Keeping the common user stupid is the better part of Mickeysoft’s business model. The proposed solution for every problem is guessing what MS’ silly nomenclature might actually mean while poking around in GUIs that do nothing but keep you busy. Then buy something from their app store. RTFM doesn’t work in a system that’s inconsistent and undocumented by design. That’s not the fault of RTFM as a concept but a travesty of it.

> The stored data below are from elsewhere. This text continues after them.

fn layered_bone_blend(key: &str, node: &Value) -> ExportResult<ObjectBlock> {
    let mut layers: Vec<String> = Vec::new();
    if let Some(setup) = opt(node, "LayerSetup").and_then(Value::as_array) {
        for layer in setup {
            if layer.is_null() {
                continue;
            }

            let mut filters: Vec<String> = Vec::new();
            if let Some(branch) = layer.get("BranchFilters").and_then(Value::as_array) {
                for filter in branch {
                    if filter.is_null() {
                        continue;
                    }
                    let bone = req_str(key, filter, "BoneName")?;
                    let depth = filter.get("BlendDepth").and_then(Value::as_f64).unwrap_or(0.0) as i64;
                    filters.push(format!("(BoneName=\"{}\",BlendDepth={})", bone, depth));
                }
            }

            layers.push(format!("(BranchFilters=({}))", filters.join(",")));
        }
    }

    let mut parts: Vec<String> = vec![format!("LayerSetup=({})", layers.join(","))];

    if let Some(token) = bool_token(opt(node, "bMeshSpaceRotationBlend").and_then(Value::as_bool)) {
        parts.push(format!("bMeshSpaceRotationBlend={}", token));
    }
    if let Some(token) = bool_token(opt(node, "bMeshSpaceScaleBlend").and_then(Value::as_bool)) {
        parts.push(format!("bMeshSpaceScaleBlend={}", token));
    }
    if let Some(option) = enum_leaf(opt(node, "CurveBlendOption").and_then(Value::as_str)) {
        parts.push(format!("CurveBlendOption={}", option));
    }
    if let Some(token) = bool_token(opt(node, "bBlendRootMotionBasedOnRootBone").and_then(Value::as_bool)) {
        parts.push(format!("bBlendRootMotionBasedOnRootBone={}", token));
    }
    if let Some(list) = opt(node, "BlendWeights").and_then(Value::as_array) {
        let weights: Vec<String> = list.iter().filter_map(Value::as_f64).map(format_float).collect();
        parts.push(format!("BlendWeights=({})", weights.join(",")));
    }

    let base = base_anim_fields(key, node)?;
    let pose = component_pose(node);

    Ok(ObjectBlock {
        class_path: "/Script/AnimGraph.AnimGraphNode_LayeredBoneBlend".to_string(),
        name: key.to_string(),
        node: format!("{}{}{}", parts.join(","), base, pose),
        pins: &[],
    })
}

fn rigid_body(key: &str, node: &Value) -> ExportResult<ObjectBlock> {
    let mut extra = String::new();

    if let Some(token) = bool_token(opt(node, "OverrideWorldGravity").and_then(Value::as_bool)) {
        extra.push_str(&format!(",OverrideWorldGravity={}", token));
    }
    if let Some(scale) = opt(node, "WorldSpaceGravityScale").and_then(Value::as_f64) {
        extra.push_str(&format!(",WorldSpaceGravityScale={}", format_float(scale)));
    }
    if let Some(scale) = opt(node, "ComponentLinearAccScale").and_then(Value::as_f64) {
        extra.push_str(&format!(",ComponentLinearAccScale={}", format_float(scale)));
    }
    if let Some(scale) = opt(node, "CachedBoundsScale").and_then(Value::as_f64) {
        extra.push_str(&format!(",CachedBoundsScale={}", format_float(scale)));
    }
    if opt(node, "BaseBoneRef").is_some() {
        let bone = req_str(key, node, "BaseBoneRef.BoneName")?;
        extra.push_str(&format!(",BaseBoneRef=(BoneName=\"{}\")", bone));
    }

    extra.push_str(&base_anim_fields(key, node)?);
    extra.push_str(&component_pose(node));

    // Every field here is optional, so the first one present carries a
    // separator with nothing before it
    let node_expr = extra.trim_start_matches(',').to_string();

    Ok(ObjectBlock {
        class_path: "/Script/AnimGraph.AnimGraphNode_RigidBody".to_string(),
        name: key.to_string(),
        node: node_expr,
        pins: &["ComponentPose"],
    })
}

fn generic(key: &str, node: &Value) -> ExportResult<ObjectBlock> {
    let mut fields = base_anim_fields(key, node)?;
    fields.push_str(&component_pose(node));

    Ok(ObjectBlock {
        // The engine class carries the same name as the exported key
        class_path: format!("/Script/AnimGraph.{}", key),
        name: key.to_string(),
        node: fields.trim_start_matches(',').to_string(),
        pins: &[],
    })
}

/// `,AlphaScaleBias=(Scale=..,Bias=..)` when the node carries one.
fn alpha_scale_bias(key: &str, node: &Value) -> ExportResult<Option<String>> {
    if opt(node, "AlphaScaleBias").is_none() {
        return Ok(None);
    }

    Ok(Some(format!(
        ",AlphaScaleBias=(Scale={},Bias={})",
        format_float(req_f64(key, node, "AlphaScaleBias.Scale")?),
        format_float(req_f64(key, node, "AlphaScaleBias.Bias")?),
    )))
}

/// `,AlphaBoolBlend=(BlendInTime=..,BlendOutTime=..,BlendOption=..)`.
///
/// `BlendOption` is written exactly as exported, qualifier included.
fn alpha_bool_blend(key: &str, node: &Value) -> ExportResult<Option<String>> {
    if opt(node, "AlphaBoolBlend").is_none() {
        return Ok(None);
    }

    Ok(Some(format!(
        ",AlphaBoolBlend=(BlendInTime={},BlendOutTime={},BlendOption={})",
        format_float(req_f64(key, node, "AlphaBoolBlend.BlendInTime")?),
        format_float(req_f64(key, node, "AlphaBoolBlend.BlendOutTime")?),
        req_str(key, node, "AlphaBoolBlend.BlendOption")?,
    )))
}

#[cfg(test)]
mod tests {
    use serde_json::json;

    use super::super::ExportError;
    use super::*;

    #[test]
    fn test_classify_priority_and_fallback() {
        assert_eq!(
            Category::classify("AnimGraphNode_KawaiiPhysics_0"),
            Some(Category::KawaiiPhysics)
        );
        assert_eq!(
            Category::classify("AnimGraphNode_CopyBone_12"),
            Some(Category::CopyBone)
        );
        assert_eq!(
            Category::classify("AnimGraphNode_TwoBoneIK_3"),
            Some(Category::Generic)
        );
        assert_eq!(Category::classify("UberGraphFrame"), None);
    }

    #[test]
    fn test_modify_bone_full() {
        let node = json!({
            "BoneToModify": { "BoneName": "hand_r" },
            "Translation": { "X": 1.0, "Y": 2.0, "Z": 3.0 },
            "Rotation": { "Pitch": 10.0, "Yaw": 20.0, "Roll": 30.0 },
            "Scale": { "X": 1.0, "Y": 1.0, "Z": 1.0 },
            "TranslationMode": "EBoneModificationMode::BMM_Additive",
            "RotationMode": "EBoneModificationMode::BMM_Replace",
            "ScaleMode": "EBoneModificationMode::BMM_Ignore",
            "TranslationSpace": "EBoneControlSpace::BCS_WorldSpace",
            "RotationSpace": "EBoneControlSpace::BCS_BoneSpace",
            "ScaleSpace": "EBoneControlSpace::BCS_ComponentSpace"
        });

        let block = convert_node("AnimGraphNode_ModifyBone_2", &node).unwrap().unwrap();

        assert_eq!(block.class_path, "/Script/AnimGraph.AnimGraphNode_ModifyBone");
        assert_eq!(block.name, "AnimGraphNode_ModifyBone_2");
        assert_eq!(
            block.node,
            "BoneToModify=(BoneName=\"hand_r\"),Translation=(X=1.000000,Y=2.000000,Z=3.000000),Rotation=(Pitch=10.000000,Yaw=20.000000,Roll=30.000000),Scale=(X=1.000000,Y=1.000000,Z=1.000000),TranslationMode=BMM_Additive,RotationMode=BMM_Replace,ScaleMode=BMM_Ignore,TranslationSpace=BCS_WorldSpace,RotationSpace=BCS_BoneSpace,ScaleSpace=BCS_ComponentSpace"
        );
        assert_eq!(block.pins.len(), 4);
    }

    #[test]
    fn test_copy_bone_alpha_default_and_link() {
        let node = json!({
            "SourceBone": { "BoneName": "spine_01" },
            "TargetBone": { "BoneName": "spine_02" },
            "bCopyTranslation": true,
            "bCopyRotation": false,
            "bCopyScale": false,
            "ControlSpace": "BCS_WorldSpace::BCS_WorldSpace",
            "ComponentPose": { "LinkID": 5 }
        });

        let block = convert_node("AnimGraphNode_CopyBone_0", &node).unwrap().unwrap();

        assert_eq!(
            block.node,
            "SourceBone=(BoneName=\"spine_01\"),TargetBone=(BoneName=\"spine_02\"),bCopyTranslation=true,bCopyRotation=false,bCopyScale=false,ControlSpace=BCS_WorldSpace,Alpha=1.000000,ComponentPose=(LinkID=5)"
        );
    }

    #[test]
    fn test_kawaii_physics_full() {
        let node = json!({
            "RootBone": { "BoneName": "hair_root" },
            "DummyBoneLength": 8.0,
            "BoneForwardAxis": "EBoneForwardAxis::X_Positive",
            "TeleportDistanceThreshold": 300.0,
            "TeleportRotationThreshold": 60.0,
            "PhysicsSettings": {
                "Damping": 0.2,
                "Stiffness": 0.05,
                "WorldDampingLocation": 0.8,
                "WorldDampingRotation": 0.8,
                "Radius": 3.0,
                "LimitAngle": 0.0
            },
            "Gravity": { "Z": -980.0 }
        });

        let block = convert_node("AnimGraphNode_KawaiiPhysics_1", &node).unwrap().unwrap();

        assert_eq!(
            block.class_path,
            "/Script/KawaiiPhysicsEd.AnimGraphNode_KawaiiPhysics"
        );
        assert_eq!(
            block.node,
            "RootBone=(BoneName=\"hair_root\"),DummyBoneLength=8.000000,BoneForwardAxis=X_Positive,TeleportDistanceThreshold=300.000000,TeleportRotationThreshold=60.000000,PhysicsSettings=(Damping=0.200000,Stiffness=0.050000,WorldDampingLocation=0.800000,WorldDampingRotation=0.800000,Radius=3.000000,LimitAngle=0.000000),Gravity=(X=0.000000,Y=0.000000,Z=-980.000000)"
        );
    }

    #[test]
    fn test_kawaii_physics_missing_root_bone() {
        let node = json!({ "DummyBoneLength": 8.0 });

        match convert_node("AnimGraphNode_KawaiiPhysics_0", &node) {
            Err(ExportError::MissingField { key, field }) => {
                assert_eq!(key, "AnimGraphNode_KawaiiPhysics_0");
                assert_eq!(field, "RootBone");
            }
            other => panic!("expected MissingField, got {:?}", other),
        }
    }

    #[test]
    fn test_constraint_skips_null_setups() {
        let node = json!({
            "BoneToModify": { "BoneName": "spine_03" },
            "ConstraintSetup": [
                null,
                {
                    "TargetBone": { "BoneName": "clavicle_l" },
                    "OffsetOption": "EConstraintOffsetOption::Offset_RefPose",
                    "TransformType": "ETransformConstraintType::Rotation",
                    "PerAxis": { "bX": true, "bY": true, "bZ": false }
                }
            ],
            "ConstraintWeights": [0.5]
        });

        let block = convert_node("AnimGraphNode_Constraint_0", &node).unwrap().unwrap();

        assert_eq!(
            block.node,
            "BoneToModify=(BoneName=\"spine_03\"),ConstraintSetup=((TargetBone=(BoneName=\"clavicle_l\"),OffsetOption=Offset_RefPose,TransformType=Rotation,PerAxis=(bX=true,bY=true,bZ=false))),ConstraintWeights=(0.500000)"
        );
    }

    #[test]
    fn test_rotation_multiplier_default_multiplier() {
        let node = json!({
            "TargetBone": { "BoneName": "upperarm_twist_01_l" },
            "SourceBone": { "BoneName": "upperarm_l" },
            "RotationAxisToRefer": "EBoneAxis::BA_Y"
        });

        let block = convert_node("AnimGraphNode_RotationMultiplier_0", &node)
            .unwrap()
            .unwrap();

        assert_eq!(
            block.node,
            "TargetBone=(BoneName=\"upperarm_twist_01_l\"),SourceBone=(BoneName=\"upperarm_l\"),Multiplier=1.000000,RotationAxisToRefer=BA_Y"
        );
    }

    #[test]
    fn test_layered_bone_blend_skips_null_layers() {
        let node = json!({
            "LayerSetup": [
                null,
                { "BranchFilters": [ { "BoneName": "neck_01", "BlendDepth": 2 }, null ] }
            ]
        });

        let block = convert_node("AnimGraphNode_LayeredBoneBlend_0", &node)
            .unwrap()
            .unwrap();

        assert_eq!(
            block.node,
            "LayerSetup=((BranchFilters=((BoneName=\"neck_01\",BlendDepth=2))))"
        );
        assert_eq!(block.node.matches("BranchFilters").count(), 1);
        assert!(block.pins.is_empty());
    }

    #[test]
    fn test_layered_bone_blend_optional_fields() {
        let node = json!({
            "LayerSetup": [ { "BranchFilters": [ { "BoneName": "thigh_l" } ] } ],
            "bMeshSpaceRotationBlend": true,
            "CurveBlendOption": "ECurveBlendOption::Override",
            "BlendWeights": [1.0, 0.25]
        });

        let block = convert_node("AnimGraphNode_LayeredBoneBlend_1", &node)
            .unwrap()
            .unwrap();

        assert_eq!(
            block.node,
            "LayerSetup=((BranchFilters=((BoneName=\"thigh_l\",BlendDepth=0)))),bMeshSpaceRotationBlend=true,CurveBlendOption=Override,BlendWeights=(1.000000,0.250000)"
        );
    }

    #[test]
    fn test_rigid_body_strips_leading_separator() {
        let empty = json!({});
        let block = convert_node("AnimGraphNode_RigidBody_0", &empty).unwrap().unwrap();
        assert_eq!(block.node, "");
        assert_eq!(block.pins, ["ComponentPose"]);

        let partial = json!({
            "WorldSpaceGravityScale": 2.0,
            "BaseBoneRef": { "BoneName": "pelvis" }
        });
        let block = convert_node("AnimGraphNode_RigidBody_0", &partial).unwrap().unwrap();
        assert_eq!(
            block.node,
            "WorldSpaceGravityScale=2.000000,BaseBoneRef=(BoneName=\"pelvis\")"
        );
    }

    #[test]
    fn test_generic_fallback_uses_key_as_class() {
        let node = json!({ "LODThreshold": 2 });

        let block = convert_node("AnimGraphNode_TwoBoneIK_3", &node).unwrap().unwrap();

        assert_eq!(block.class_path, "/Script/AnimGraph.AnimGraphNode_TwoBoneIK_3");
        assert_eq!(block.node, "LODThreshold=2");
        assert!(block.pins.is_empty());
    }

    #[test]
    fn test_non_node_key_is_skipped() {
        let node = json!({});
        assert!(convert_node("UberGraphFrame", &node).unwrap().is_none());
    }

    #[test]
    fn test_render_layout() {
        let block = ObjectBlock {
            class_path: "/Script/AnimGraph.AnimGraphNode_RigidBody".to_string(),
            name: "AnimGraphNode_RigidBody_0".to_string(),
            node: String::new(),
            pins: &["ComponentPose"],
        };

        let rendered = block.render(2);

        assert!(rendered.starts_with(
            "Begin Object Class=/Script/AnimGraph.AnimGraphNode_RigidBody Name=\"AnimGraphNode_RigidBody_0\"\n"
        ));
        assert!(rendered.contains("   ShowPinForProperties(0)=(PropertyName=\"ComponentPose\",bShowPin=True)\n"));
        assert!(rendered.contains("   NodePosX=0\n"));
        assert!(rendered.contains("   NodePosY=288\n"));
        assert!(rendered.ends_with("End Object"));
    }
}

Unironically, if you bing Windows API related queries rather than googling them, you’re much more likely to find a relevant manual page that answers your question clearly. I wouldn’t be surprised if Google is actively worsening Windows-related queries to make Windows look bad and sell Android devices and Chromebooks. Another example is that googling msvcp140.dll not found or similar queries gives you loads of dodgy download this individual DLL here and put it in System32 and we promise we’ve not tampered with it websites instead of the page for the universal MSVC redistributable installer that’s the only supported way to get the DLL (and a bunch of other related ones) as an end user.
As for silly nomenclature, generally on Windows, API functions are much more likely to describe what they do and much less likely to be a town in Wales. If you don’t already know what
fstat
does, it’s much easier to guess thatGetFileTime
would be the right function to get a file’s last modification time thanfstat
, for example.I have been told that the reason their publically available training, problem solving, and educational material is so terrible is because there is a secret printed guidebook somewhere that makes everything make sense and if everyone had it it could negatively impact the windows economy.
I do not know if that is true, but I have been told it and it does kind of explain why sites like learn.microsoft.com are so terrible that I would rather reread the world book encyclopedia 1969 edition from A to Z including the index than try to figure out how to run a single powershell command from the educational materials available on that site.
Have you tried sfc /scannow?
I just want to say I’m glad other people understand how ridiculous of a suggestion this is for fixing Windows problems. It has become such a low effort nonsensical approach because people don’t truly understand what it does and it feels like doing something. It’s the new ‘have you tried turning it off and on again.’ dism and sfc. Then when someone mentions how absurd the thinking is that this fixes anything but a small negligible fraction of issues, someone always chimes in how there was this one time where it worked for them. Perpetuating this low effort, almost useless approach to troubleshooting. I’ve fixed more issues with BIOS updates than I have with either of those tools.
Or the documentation is basically empty and tells you nothing at all (looking at you WinRT…)
This is a problem with more than just Microsoft. Any software (game, application, library, whatever) that has had many years of updates some of which are breaking, will have this problem with docs.
Oh you are using version 5.5.24 of xyzlib? All these docs are a mixture of stuff when 4.2.57 was out and stuff someone tried to update when 7.5.14 released.
Microsoft documentation actually sucks information out of your brain and leaves you knowing less than before you read it.